▶ [Your instructions]
Every line containing the string "PropertyRepository" is to be copied from the records.

Stored data:

⟨

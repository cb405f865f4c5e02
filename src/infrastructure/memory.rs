//! In-memory repository provider for development and testing
//!
//! DashMap-backed implementation of every repository trait. Per-entry
//! shard locks give the same serialization guarantees the database
//! implementations get from conditional updates: two racing resolutions of
//! one checkout cannot both win.

use async_trait::async_trait;
use chrono::{DateTime, Utc};
use dashmap::mapref::entry::Entry;
use dashmap::DashMap;
use uuid::Uuid;

use crate::domain::checkout::{
    AgentDecision, AgentDecisionRepository, Checkout, CheckoutRepository, CheckoutStatus,
    OwnerConfirmation, SettlementWrite,
};
use crate::domain::payment::{PaymentRecord, PaymentRepository};
use crate::domain::property::{Property, PropertyRepository};
use crate::domain::rent_request::{RentRequest, RentRequestRepository, RentRequestStatus};
use crate::domain::user::{User, UserRepository};
use crate::domain::{DomainError, DomainResult, RepositoryProvider};
use crate::shared::pagination::PaginatedResult;

/// In-memory store implementing all repositories
#[derive(Default)]
pub struct InMemoryRepositoryProvider {
    users: DashMap<Uuid, User>,
    properties: DashMap<Uuid, Property>,
    rent_requests: DashMap<Uuid, RentRequest>,
    /// Keyed by `(rent_request_id, idempotency_key)`
    payments: DashMap<(Uuid, String), PaymentRecord>,
    checkouts: DashMap<Uuid, Checkout>,
    /// At-most-one-checkout-per-rental index
    checkout_by_request: DashMap<Uuid, Uuid>,
    /// Keyed by checkout ID
    decisions: DashMap<Uuid, AgentDecision>,
}

impl InMemoryRepositoryProvider {
    pub fn new() -> Self {
        Self::default()
    }
}

impl RepositoryProvider for InMemoryRepositoryProvider {
    fn users(&self) -> &dyn UserRepository {
        self
    }

    fn properties(&self) -> &dyn PropertyRepository {
        self
    }

    fn rent_requests(&self) -> &dyn RentRequestRepository {
        self
    }

    fn payments(&self) -> &dyn PaymentRepository {
        self
    }

    fn checkouts(&self) -> &dyn CheckoutRepository {
        self
    }

    fn decisions(&self) -> &dyn AgentDecisionRepository {
        self
    }
}

// ── UserRepository ──────────────────────────────────────────────

#[async_trait]
impl UserRepository for InMemoryRepositoryProvider {
    async fn save(&self, user: User) -> DomainResult<()> {
        self.users.insert(user.id, user);
        Ok(())
    }

    async fn find_by_id(&self, id: Uuid) -> DomainResult<Option<User>> {
        Ok(self.users.get(&id).map(|u| u.clone()))
    }
}

// ── PropertyRepository ──────────────────────────────────────────

#[async_trait]
impl PropertyRepository for InMemoryRepositoryProvider {
    async fn save(&self, property: Property) -> DomainResult<()> {
        self.properties.insert(property.id, property);
        Ok(())
    }

    async fn find_by_id(&self, id: Uuid) -> DomainResult<Option<Property>> {
        Ok(self.properties.get(&id).map(|p| p.clone()))
    }
}

// ── RentRequestRepository ───────────────────────────────────────

#[async_trait]
impl RentRequestRepository for InMemoryRepositoryProvider {
    async fn save(&self, request: RentRequest) -> DomainResult<()> {
        self.rent_requests.insert(request.id, request);
        Ok(())
    }

    async fn find_by_id(&self, id: Uuid) -> DomainResult<Option<RentRequest>> {
        Ok(self.rent_requests.get(&id).map(|r| r.clone()))
    }

    async fn list_for_renter(
        &self,
        renter_id: Uuid,
        page: u64,
        limit: u64,
    ) -> DomainResult<PaginatedResult<RentRequest>> {
        Ok(paginate(
            self.rent_requests
                .iter()
                .filter(|r| r.renter_id == renter_id)
                .map(|r| r.clone())
                .collect(),
            page,
            limit,
        ))
    }

    async fn list_for_owner(
        &self,
        owner_id: Uuid,
        page: u64,
        limit: u64,
    ) -> DomainResult<PaginatedResult<RentRequest>> {
        Ok(paginate(
            self.rent_requests
                .iter()
                .filter(|r| r.owner_id == owner_id)
                .map(|r| r.clone())
                .collect(),
            page,
            limit,
        ))
    }

    async fn transition(
        &self,
        id: Uuid,
        from: RentRequestStatus,
        to: RentRequestStatus,
        action: &'static str,
    ) -> DomainResult<RentRequest> {
        // the entry guard serializes racing transitions on one row
        let mut entry = self.rent_requests.get_mut(&id).ok_or(DomainError::NotFound {
            entity: "RentRequest",
            field: "id",
            value: id.to_string(),
        })?;
        let request = entry.value_mut();
        if request.status != from {
            return Err(DomainError::InvalidTransition {
                entity: "rent request",
                from: request.status.as_str().to_string(),
                action,
            });
        }
        request.status = to;
        request.updated_at = Utc::now();
        Ok(request.clone())
    }
}

fn paginate(mut items: Vec<RentRequest>, page: u64, limit: u64) -> PaginatedResult<RentRequest> {
    items.sort_by(|a, b| b.created_at.cmp(&a.created_at));
    let total = items.len() as u64;
    let start = (page.saturating_sub(1) * limit) as usize;
    let page_items: Vec<RentRequest> = items
        .into_iter()
        .skip(start)
        .take(limit as usize)
        .collect();
    PaginatedResult::new(page_items, total, page, limit)
}

// ── PaymentRepository ───────────────────────────────────────────

#[async_trait]
impl PaymentRepository for InMemoryRepositoryProvider {
    async fn save(&self, payment: PaymentRecord) -> DomainResult<()> {
        let key = (payment.rent_request_id, payment.idempotency_key.clone());
        match self.payments.entry(key) {
            Entry::Occupied(_) => Err(DomainError::Conflict(format!(
                "payment with idempotency key '{}' already exists for rent request {}",
                payment.idempotency_key, payment.rent_request_id
            ))),
            Entry::Vacant(vacant) => {
                vacant.insert(payment);
                Ok(())
            }
        }
    }

    async fn find_by_key(
        &self,
        rent_request_id: Uuid,
        idempotency_key: &str,
    ) -> DomainResult<Option<PaymentRecord>> {
        Ok(self
            .payments
            .get(&(rent_request_id, idempotency_key.to_string()))
            .map(|p| p.clone()))
    }

    async fn find_by_rent_request(
        &self,
        rent_request_id: Uuid,
    ) -> DomainResult<Vec<PaymentRecord>> {
        Ok(self
            .payments
            .iter()
            .filter(|p| p.rent_request_id == rent_request_id)
            .map(|p| p.clone())
            .collect())
    }
}

// ── CheckoutRepository ──────────────────────────────────────────

#[async_trait]
impl CheckoutRepository for InMemoryRepositoryProvider {
    async fn save(&self, checkout: Checkout) -> DomainResult<()> {
        // the index entry guard enforces at-most-one-checkout-per-rental
        match self.checkout_by_request.entry(checkout.rent_request_id) {
            Entry::Occupied(_) => {
                Err(DomainError::CheckoutExists(checkout.rent_request_id))
            }
            Entry::Vacant(vacant) => {
                vacant.insert(checkout.id);
                self.checkouts.insert(checkout.id, checkout);
                Ok(())
            }
        }
    }

    async fn find_by_id(&self, id: Uuid) -> DomainResult<Option<Checkout>> {
        Ok(self.checkouts.get(&id).map(|c| c.clone()))
    }

    async fn find_by_rent_request(
        &self,
        rent_request_id: Uuid,
    ) -> DomainResult<Option<Checkout>> {
        let Some(id) = self.checkout_by_request.get(&rent_request_id).map(|e| *e) else {
            return Ok(None);
        };
        Ok(self.checkouts.get(&id).map(|c| c.clone()))
    }

    async fn find_overdue(&self, cutoff: DateTime<Utc>) -> DomainResult<Vec<Checkout>> {
        Ok(self
            .checkouts
            .iter()
            .filter(|c| c.awaiting_owner() && c.requested_at <= cutoff)
            .map(|c| c.clone())
            .collect())
    }

    async fn find_awaiting_decision(&self) -> DomainResult<Vec<Checkout>> {
        let mut items: Vec<Checkout> = self
            .checkouts
            .iter()
            .filter(|c| c.awaiting_decision())
            .map(|c| c.clone())
            .collect();
        items.sort_by(|a, b| a.requested_at.cmp(&b.requested_at));
        Ok(items)
    }

    async fn resolve_owner_confirmation(
        &self,
        id: Uuid,
        to: OwnerConfirmation,
        owner_notes: Option<String>,
    ) -> DomainResult<Checkout> {
        let mut entry = self.checkouts.get_mut(&id).ok_or(DomainError::NotFound {
            entity: "Checkout",
            field: "id",
            value: id.to_string(),
        })?;
        let checkout = entry.value_mut();
        if checkout.owner_confirmation != OwnerConfirmation::Pending || checkout.is_settled() {
            return Err(DomainError::AlreadyResolved(format!(
                "checkout {} owner confirmation is '{}'",
                id, checkout.owner_confirmation
            )));
        }
        checkout.owner_confirmation = to;
        if let Some(notes) = owner_notes {
            checkout.owner_notes = Some(notes);
        }
        match to {
            OwnerConfirmation::Confirmed => checkout.status = CheckoutStatus::Confirmed,
            OwnerConfirmation::AutoConfirmed => checkout.status = CheckoutStatus::AutoConfirmed,
            _ => {}
        }
        Ok(checkout.clone())
    }

    async fn settle(&self, write: SettlementWrite) -> DomainResult<Checkout> {
        let settled = {
            let mut entry =
                self.checkouts
                    .get_mut(&write.checkout_id)
                    .ok_or(DomainError::NotFound {
                        entity: "Checkout",
                        field: "id",
                        value: write.checkout_id.to_string(),
                    })?;
            let checkout = entry.value_mut();
            if checkout.is_settled()
                || checkout.owner_confirmation != write.expected_confirmation
            {
                return Err(DomainError::AlreadyResolved(format!(
                    "checkout {} is '{}' with owner confirmation '{}'",
                    checkout.id, checkout.status, checkout.owner_confirmation
                )));
            }
            checkout.owner_confirmation = write.confirmation;
            if let Some(notes) = write.owner_notes.clone() {
                checkout.owner_notes = Some(notes);
            }
            checkout.apply_settlement(
                &write.breakdown,
                write.refund_purchase_id,
                write.payout_purchase_id,
                write.resolved_at,
            )?;
            checkout.clone()
        };

        if let Some(decision) = write.decision {
            self.decisions.insert(decision.checkout_id, decision);
        }

        // the settled checkout also completes its rental
        if let Some(mut request) = self.rent_requests.get_mut(&settled.rent_request_id) {
            if request.status == RentRequestStatus::Paid {
                request.status = RentRequestStatus::Completed;
                request.updated_at = Utc::now();
            }
        }

        Ok(settled)
    }
}

// ── AgentDecisionRepository ─────────────────────────────────────

#[async_trait]
impl AgentDecisionRepository for InMemoryRepositoryProvider {
    async fn find_by_checkout(&self, checkout_id: Uuid) -> DomainResult<Option<AgentDecision>> {
        Ok(self.decisions.get(&checkout_id).map(|d| d.clone()))
    }
}

// ── Tests ──────────────────────────────────────────────────────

⟩

▶ [Task solution]
use crate::domain::property::{Property, PropertyRepository};
    fn properties(&self) -> &dyn PropertyRepository {
// ── PropertyRepository ──────────────────────────────────────────
impl PropertyRepository for InMemoryRepositoryProvider {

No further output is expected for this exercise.